- Task to complete -
Keeping every line intact, print the records that follow.

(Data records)
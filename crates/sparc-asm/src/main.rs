//! Assembler CLI: translates a source file into a flat binary of
//! big-endian instruction words.
//!
//! ```text
//! sparc-asm <input> [<output>]
//! ```
//!
//! Without `<output>` the binary lands next to the input with its
//! extension replaced by `.kbin`. The exit code is non-zero when any
//! error was recorded; all diagnostics are printed first.

use std::env;
use std::path::{Path, PathBuf};
use std::process::ExitCode;

use sparc_asm::{encode_words, Assembler};

const USAGE: &str = "Usage: sparc-asm <input> [<output>]";

fn output_path(input: &Path, explicit: Option<PathBuf>) -> PathBuf {
    explicit.unwrap_or_else(|| input.with_extension("kbin"))
}

fn run(input: &Path, output: &Path) -> Result<bool, std::io::Error> {
    let source = std::fs::read_to_string(input)?;

    let mut assembler = Assembler::new();
    let instructions = assembler.assemble(&source);

    for warning in assembler.warnings() {
        println!("Warning at line {}: {}", warning.line, warning.kind);
    }
    if assembler.has_errors() {
        for error in assembler.errors() {
            println!("Error at line {}: {}", error.line, error.kind);
        }
        println!("Assembly aborted!");
        return Ok(false);
    }

    std::fs::write(output, encode_words(&instructions))?;
    println!("Wrote {} instruction(s) to {}", instructions.len(), output.display());
    Ok(true)
}

fn main() -> ExitCode {
    env_logger::init();

    let mut args = env::args_os().skip(1);
    let Some(input) = args.next().map(PathBuf::from) else {
        eprintln!("{USAGE}");
        return ExitCode::FAILURE;
    };
    let output = output_path(&input, args.next().map(PathBuf::from));

    match run(&input, &output) {
        Ok(true) => ExitCode::SUCCESS,
        Ok(false) => ExitCode::FAILURE,
        Err(error) => {
            eprintln!("error: {error}");
            ExitCode::FAILURE
        }
    }
}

- Task output -
filename crates/sparc-asm/src/main.rs
//! Assembler CLI: translates a source file into a flat binary of
//! big-endian instruction words.
//!
//! ```text
//! sparc-asm <input> [<output>]
//! ```
//!
//! Without `<output>` the binary lands next to the input with its
//! extension replaced by `.kbin`. The exit code is non-zero when any
//! error was recorded; all diagnostics are printed first.

use std::env;
use std::path::{Path, PathBuf};
use std::process::ExitCode;

use sparc_asm::{encode_words, Assembler};

const USAGE: &str = "Usage: sparc-asm <input> [<output>]";

fn output_path(input: &Path, explicit: Option<PathBuf>) -> PathBuf {
    explicit.unwrap_or_else(|| input.with_extension("kbin"))
}

fn run(input: &Path, output: &Path) -> Result<bool, std::io::Error> {
    let source = std::fs::read_to_string(input)?;

    let mut assembler = Assembler::new();
    let instructions = assembler.assemble(&source);

    for warning in assembler.warnings() {
        println!("Warning at line {}: {}", warning.line, warning.kind);
    }
    if assembler.has_errors() {
        for error in assembler.errors() {
            println!("Error at line {}: {}", error.line, error.kind);
        }
        println!("Assembly aborted!");
        return Ok(false);
    }

    std::fs::write(output, encode_words(&instructions))?;
    println!("Wrote {} instruction(s) to {}", instructions.len(), output.display());
    Ok(true)
}

fn main() -> ExitCode {
    env_logger::init();

    let mut args = env::args_os().skip(1);
    let Some(input) = args.next().map(PathBuf::from) else {
        eprintln!("{USAGE}");
        return ExitCode::FAILURE;
    };
    let output = output_path(&input, args.next().map(PathBuf::from));

    match run(&input, &output) {
        Ok(true) => ExitCode::SUCCESS,
        Ok(false) => ExitCode::FAILURE,
        Err(error) => {
            eprintln!("error: {error}");
            ExitCode::FAILURE
        }
    }
}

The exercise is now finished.